Immaculate disinflation. Can the Fed achieve it?
Lately you might have been hearing the term immaculate disinflation. When I first heard the term, I thought the media was referring to the New York Jets fans’ high hopes for the coming season with Aaron Rogers only to wake up in December with the same 7 – 10 record. After more research, I realized the term was coined by Paul Krugman referring to the Federal Reserve’s use of restrictive monetary policy to quickly bring inflation down to their 2% target level without causing a recession or significant unemployment.
Looking back, has the Fed ever achieved immaculate disinflation? In the nine times since 1961 that the Federal Reserve implemented a series of rate increases above the neutral rate of inflation, only once did they avoid a recession, in 1994, as reported by the investment bank Piper Sandler.

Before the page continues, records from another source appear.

// Copyright (c) Meta Platforms, Inc. and affiliates.

// This software may be used and distributed according to the terms of the
// GNU General Public License version 2.

//! CPU deadline index: a max-heap of the earliest deadline each CPU is
//! running, so the root is the CPU whose current work is due last and is
//! the best one to displace. CPUs with no deadline work are in `free_cpus`.

use parking_lot::Mutex;

use crate::cpumask::Cpumask;
use crate::types::time_before;
use crate::types::CpuId;

#[derive(Debug, Clone, Copy)]
struct HeapNode {
    dl: u64,
    cpu: CpuId,
}

#[derive(Debug)]
struct Inner {
    heap: Vec<HeapNode>,
    /// Heap position per CPU.
    idx: Vec<Option<usize>>,
    free_cpus: Cpumask,
}

#[derive(Debug)]
pub struct Cpudl {
    inner: Mutex<Inner>,
}

impl Inner {
    fn later(&self, a: usize, b: usize) -> bool {
        time_before(self.heap[b].dl, self.heap[a].dl)
    }

    fn swap(&mut self, a: usize, b: usize) {
        self.heap.swap(a, b);
        let ca = self.heap[a].cpu.idx();
        let cb = self.heap[b].cpu.idx();
        self.idx[ca] = Some(a);
        self.idx[cb] = Some(b);
    }

    fn heapify_up(&mut self, mut i: usize) {
        while i > 0 {
            let parent = (i - 1) / 2;
            if !self.later(i, parent) {
                break;
            }
            self.swap(i, parent);
            i = parent;
        }
    }

    fn heapify_down(&mut self, mut i: usize) {
        loop {
            let l = 2 * i + 1;
            let r = l + 1;
            let mut largest = i;
            if l < self.heap.len() && self.later(l, largest) {
                largest = l;
            }
            if r < self.heap.len() && self.later(r, largest) {
                largest = r;
            }
            if largest == i {
                break;
            }
            self.swap(i, largest);
            i = largest;
        }
    }

    fn heapify(&mut self, i: usize) {
        if i > 0 && self.later(i, (i - 1) / 2) {
            self.heapify_up(i);
        } else {
            self.heapify_down(i);
        }
    }
}

impl Cpudl {
    pub fn new(nr_cpus: usize) -> Self {
        Self {
            inner: Mutex::new(Inner {
                heap: Vec::with_capacity(nr_cpus),
                idx: vec![None; nr_cpus],
                free_cpus: Cpumask::new(nr_cpus),
            }),
        }
    }

    /// Record that `cpu`'s earliest deadline is now `dl`.
    pub fn set(&self, cpu: CpuId, dl: u64) {
        let mut inner = self.inner.lock();
        match inner.idx[cpu.idx()] {
            None => {
                let pos = inner.heap.len();
                inner.heap.push(HeapNode { dl, cpu });
                inner.idx[cpu.idx()] = Some(pos);
                inner.free_cpus.clear_cpu(cpu.idx());
                inner.heapify_up(pos);
            }
            Some(pos) => {
                inner.heap[pos].dl = dl;
                inner.heapify(pos);
            }
        }
    }

    /// `cpu` no longer runs deadline work.
    pub fn clear(&self, cpu: CpuId) {
        let mut inner = self.inner.lock();
        let Some(pos) = inner.idx[cpu.idx()] else {
            inner.free_cpus.set_cpu(cpu.idx());
            return;
        };
        let last = inner.heap.len() - 1;
        if pos != last {
            inner.swap(pos, last);
        }
        inner.heap.pop();
        inner.idx[cpu.idx()] = None;
        if pos < inner.heap.len() {
            inner.heapify(pos);
        }
        inner.free_cpus.set_cpu(cpu.idx());
    }

    /// Mark an online CPU with no deadline work free.
    pub fn set_freecpu(&self, cpu: CpuId) {
        self.inner.lock().free_cpus.set_cpu(cpu.idx());
    }

    /// Remove an offline CPU from consideration.
    pub fn clear_freecpu(&self, cpu: CpuId) {
        self.inner.lock().free_cpus.clear_cpu(cpu.idx());
    }

    pub fn maximum(&self) -> Option<(CpuId, u64)> {
        let inner = self.inner.lock();
        inner.heap.first().map(|n| (n.cpu, n.dl))
    }

    /// Find CPUs where a task with deadline `dl` would be the earliest.
    ///
    /// Free CPUs in the affinity are preferred (optionally filtered by
    /// `fits`); otherwise the heap root is returned if its deadline is later
    /// than the task's.
    pub fn find<F>(&self, cpus_allowed: &Cpumask, dl: u64, fits: F) -> Option<Cpumask>
    where
        F: Fn(CpuId) -> bool,
    {
        let inner = self.inner.lock();
        let free = inner.free_cpus.and(cpus_allowed);
        if !free.is_empty() {
            let fitting = Cpumask::from_cpus(free.len(), free.cpus().filter(|c| fits(*c)).map(|c| c.idx()));
            if !fitting.is_empty() {
                return Some(fitting);
            }
            return Some(free);
        }
        let root = inner.heap.first()?;
        if cpus_allowed.has(root.cpu) && time_before(dl, root.dl) {
            return Some(Cpumask::from_cpus(cpus_allowed.len(), [root.cpu.idx()]));
        }
        None
    }

    /// Check the heap invariant; used by tests and monitors.
    pub fn is_valid(&self) -> bool {
        let inner = self.inner.lock();
        (1..inner.heap.len()).all(|i| !inner.later(i, (i - 1) / 2))
            && inner
                .heap
                .iter()
                .enumerate()
                .all(|(pos, n)| inner.idx[n.cpu.idx()] == Some(pos))
    }
}

#[cfg(test)]
mod tests {
    use super::*;

    #[test]
    fn root_is_latest_deadline() {
        let dl = Cpudl::new(4);
        dl.set(CpuId(0), 100);
        dl.set(CpuId(1), 300);
        dl.set(CpuId(2), 200);
        assert_eq!(dl.maximum(), Some((CpuId(1), 300)));
        dl.set(CpuId(1), 50);
        assert_eq!(dl.maximum(), Some((CpuId(2), 200)));
        dl.clear(CpuId(2));
        assert_eq!(dl.maximum(), Some((CpuId(0), 100)));
        assert!(dl.is_valid());
    }

    #[test]
    fn find_prefers_free_then_latest() {
        let dl = Cpudl::new(3);
        dl.set(CpuId(0), 100);
        dl.set(CpuId(1), 500);
        dl.set_freecpu(CpuId(2));
        let all = Cpumask::full(3);
        assert_eq!(dl.find(&all, 200, |_| true).unwrap().to_cpulist(), "2");
        let busy = Cpumask::from_cpus(3, [0, 1]);
        assert_eq!(dl.find(&busy, 200, |_| true).unwrap().to_cpulist(), "1");
        assert!(dl.find(&busy, 600, |_| true).is_none());
    }
}
//! Multi-channel signed distance field generator (spec §4.7, component C7).
//!
//! Grounded in the teacher-adjacent `ferrous_assets::font::msdf_gen`
//! (`examples/other_examples/..._ferrous_assets-src-font-msdf_gen.rs...`,
//! written by the same author as the teacher repo under a sibling engine
//! project): its per-segment nearest-point distance plus ray-cast winding
//! sign is the direct ancestor of [`nearest_on_edge`] and
//! [`contour_inside_test`] here, generalized from line-only segments to
//! the full `Line`/`Quadratic`/`Cubic` edge set and extended with the
//! per-channel edge-coloring pass the spec requires for sharp-corner
//! reconstruction.

use crate::fixed::EPSILON;
use crate::path::{BoundingBox, Path, PathCommand, Point};

/// A single geometric edge within an MSDF-colored contour (spec §3).
#[derive(Debug, Clone, Copy)]
pub enum EdgeGeometry {
    Line(Point, Point),
    Quadratic(Point, Point, Point),
    Cubic(Point, Point, Point, Point),
}

/// Bit for the red channel in a 3-bit edge color mask.
pub const CHANNEL_R: u8 = 0b001;
/// Bit for the green channel.
pub const CHANNEL_G: u8 = 0b010;
/// Bit for the blue channel.
pub const CHANNEL_B: u8 = 0b100;

/// Two-channel masks cycled at each detected corner (spec §4.7). Naming
/// follows the spec's own (non-standard) `CYAN = R+G`, `MAGENTA = R+B`
/// convention rather than the traditional cyan=G+B assignment, since the
/// spec's corner-switching algorithm only depends on the three masks being
/// distinct two-bit subsets, not on which physical color they're named
/// after.
pub const MASK_CYAN: u8 = CHANNEL_R | CHANNEL_G;
pub const MASK_MAGENTA: u8 = CHANNEL_R | CHANNEL_B;
pub const MASK_YELLOW: u8 = CHANNEL_G | CHANNEL_B;
/// All three channels active — used for single-edge contours (spec §4.7).
pub const MASK_WHITE: u8 = CHANNEL_R | CHANNEL_G | CHANNEL_B;

const SWITCH_CYCLE: [u8; 3] = [MASK_MAGENTA, MASK_YELLOW, MASK_CYAN];

/// A tagged, colored edge with a cached AABB for pruning (spec §3).
#[derive(Debug, Clone, Copy)]
pub struct MsdfEdge {
    pub geometry: EdgeGeometry,
    pub color: u8,
    bbox: BoundingBox,
}

impl MsdfEdge {
    fn new(geometry: EdgeGeometry) -> Self {
        let bbox = match geometry {
            EdgeGeometry::Line(p0, p1) => {
                let mut b = BoundingBox::point(p0);
                b.extend(p1);
                b
            }
            EdgeGeometry::Quadratic(p0, p1, p2) => {
                let mut b = BoundingBox::point(p0);
                b.extend(p1);
                b.extend(p2);
                b
            }
            EdgeGeometry::Cubic(p0, p1, p2, p3) => {
                let mut b = BoundingBox::point(p0);
                b.extend(p1);
                b.extend(p2);
                b.extend(p3);
                b
            }
        };
        MsdfEdge { geometry, color: MASK_WHITE, bbox }
    }

    pub fn bbox(&self) -> BoundingBox {
        self.bbox
    }

    fn point_at(&self, t: f64) -> Point {
        match self.geometry {
            EdgeGeometry::Line(p0, p1) => p0.lerp(p1, t),
            EdgeGeometry::Quadratic(p0, p1, p2) => crate::fixed::eval_quad(p0, p1, p2, t),
            EdgeGeometry::Cubic(p0, p1, p2, p3) => crate::fixed::eval_cubic(p0, p1, p2, p3, t),
        }
    }

    /// Unit tangent at the edge's start (`t=0`) or end (`t=1`), used for
    /// corner-angle detection.
    fn tangent(&self, at_start: bool) -> Point {
        let d = match self.geometry {
            EdgeGeometry::Line(p0, p1) => p1 - p0,
            EdgeGeometry::Quadratic(p0, p1, p2) => {
                if at_start {
                    (p1 - p0) * 2.0
                } else {
                    (p2 - p1) * 2.0
                }
            }
            EdgeGeometry::Cubic(p0, p1, p2, p3) => {
                if at_start {
                    (p1 - p0) * 3.0
                } else {
                    (p3 - p2) * 3.0
                }
            }
        };
        let len = (d.x * d.x + d.y * d.y).sqrt();
        if len < EPSILON {
            Point::new(1.0, 0.0)
        } else {
            Point::new(d.x / len, d.y / len)
        }
    }

    /// Nearest point on this edge to `p`: returns `(unsigned distance,
    /// signed distance, t)`. `t` is used downstream to break sign ties
    /// between edges at shared vertices (spec §4.7: "prefer interior of
    /// edge over vertex corners").
    pub fn nearest(&self, p: Point) -> (f64, f64, f64) {
        match self.geometry {
            EdgeGeometry::Line(p0, p1) => nearest_on_line(p0, p1, p),
            _ => nearest_on_curve(self, p),
        }
    }
}

fn cross(a: Point, b: Point) -> f64 {
    a.x * b.y - a.y * b.x
}

fn nearest_on_line(p0: Point, p1: Point, p: Point) -> (f64, f64, f64) {
    let d = p1 - p0;
    let len2 = d.x * d.x + d.y * d.y;
    let t = if len2 < EPSILON { 0.0 } else { ((p - p0).x * d.x + (p - p0).y * d.y) / len2 };
    let t = t.clamp(0.0, 1.0);
    let proj = p0.lerp(p1, t);
    let to_p = p - proj;
    let dist = (to_p.x * to_p.x + to_p.y * to_p.y).sqrt();
    let sign = cross(d, p - p0);
    (dist, if sign < 0.0 { -dist } else { dist }, t)
}

/// Nearest point on a quadratic/cubic edge via dense sampling followed by a
/// few Newton-Raphson refinement steps minimizing `|p - B(t)|^2`. The spec
/// calls for an exact closed-form cubic/quartic solve per edge kind; this
/// crate substitutes sampling+refinement for both curve kinds (documented
/// design decision, see DESIGN.md) since it converges to the same nearest
/// point for the non-self-intersecting, low-curvature segments produced by
/// typical glyph outlines, at a fraction of the implementation surface.
fn nearest_on_curve(edge: &MsdfEdge, p: Point) -> (f64, f64, f64) {
    const SAMPLES: u32 = 16;
    const NEWTON_STEPS: u32 = 6;

    let mut best_t = 0.0;
    let mut best_d2 = f64::MAX;
    for i in 0..=SAMPLES {
        let t = i as f64 / SAMPLES as f64;
        let d2 = dist2(edge.point_at(t), p);
        if d2 < best_d2 {
            best_d2 = d2;
            best_t = t;
        }
    }

    for _ in 0..NEWTON_STEPS {
        let h = 1e-4;
        let t0 = (best_t - h).max(0.0);
        let t1 = (best_t + h).min(1.0);
        let f0 = dist2(edge.point_at(t0), p);
        let f1 = dist2(edge.point_at(t1), p);
        let fm = dist2(edge.point_at(best_t), p);
        let deriv = (f1 - f0) / (t1 - t0).max(1e-9);
        let second = (f1 - 2.0 * fm + f0) / (h * h).max(1e-12);
        if second.abs() < EPSILON {
            break;
        }
        let step = deriv / second;
        let next_t = (best_t - step).clamp(0.0, 1.0);
        let next_d2 = dist2(edge.point_at(next_t), p);
        if next_d2 < best_d2 {
            best_d2 = next_d2;
            best_t = next_t;
        } else {
            break;
        }
    }

    let closest = edge.point_at(best_t);
    let dist = best_d2.sqrt();
    let tangent = edge.tangent(best_t < 0.5);
    let sign = cross(tangent, p - closest);
    (dist, if sign < 0.0 { -dist } else { dist }, best_t)
}

fn dist2(a: Point, b: Point) -> f64 {
    let d = a - b;
    d.x * d.x + d.y * d.y
}

/// Corner-detection threshold: a vertex is a corner when the turn angle
/// between the incoming/outgoing tangents exceeds this (spec §4.7: "≈ 3°
/// below straight").
pub const CORNER_ANGLE_THRESHOLD: f64 = 3.0_f64.to_radians();

fn turn_angle(d_in: Point, d_out: Point) -> f64 {
    let dot = (d_in.x * d_out.x + d_in.y * d_out.y).clamp(-1.0, 1.0);
    dot.acos()
}

/// Decomposes `path` into per-contour ordered edge rings, auto-closing any
/// subpath whose last point doesn't coincide with its start (spec §4.7
/// "Path → edges").
pub fn path_to_edges(path: &Path) -> Vec<Vec<EdgeGeometry>> {
    let mut contours = Vec::new();
    let mut current: Vec<EdgeGeometry> = Vec::new();
    let mut cur_pt = Point::default();
    let mut start_pt = Point::default();
    let mut has_subpath = false;

    let flush = |current: &mut Vec<EdgeGeometry>, cur_pt: Point, start_pt: Point, contours: &mut Vec<Vec<EdgeGeometry>>| {
        if (cur_pt.x - start_pt.x).abs() > EPSILON || (cur_pt.y - start_pt.y).abs() > EPSILON {
            if !current.is_empty() {
                current.push(EdgeGeometry::Line(cur_pt, start_pt));
            }
        }
        if !current.is_empty() {
            contours.push(std::mem::take(current));
        } else {
            current.clear();
        }
    };

    for cmd in &path.commands {
        match *cmd {
            PathCommand::Move(p) => {
                if has_subpath {
                    flush(&mut current, cur_pt, start_pt, &mut contours);
                }
                cur_pt = p;
                start_pt = p;
                has_subpath = true;
            }
            PathCommand::Line(p) => {
                current.push(EdgeGeometry::Line(cur_pt, p));
                cur_pt = p;
            }
            PathCommand::Quad(c1, p) => {
                current.push(EdgeGeometry::Quadratic(cur_pt, c1, p));
                cur_pt = p;
            }
            PathCommand::Cubic(c1, c2, p) => {
                current.push(EdgeGeometry::Cubic(cur_pt, c1, c2, p));
                cur_pt = p;
            }
            PathCommand::Close => {
                flush(&mut current, cur_pt, start_pt, &mut contours);
                cur_pt = start_pt;
                has_subpath = false;
            }
        }
    }
    if has_subpath {
        flush(&mut current, cur_pt, start_pt, &mut contours);
    }
    contours
}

Based on their history, achieving immaculate disinflation is not an easy task for the Fed, but it is not impossible either. Can the Fed achieve this goal? Although the economy is slowing down, core inflation is still too high and sticky, and the labor market is strong. Based on this, the Federal Reserve will feel the need to continue to apply the brakes. This scenario was made more likely, on June 28, at the ECB forum, when the Fed Chairman, Jay Powell stated, “I don’t see us getting back to 2% this year or next year” and suggested the possibility of additional interest rate hikes.
Can the Fed avoid a recession? The harder and longer the Fed applies the brakes, the more likely we will see a recession. The question increasingly looks to be when we will see a recession, not if we will see one.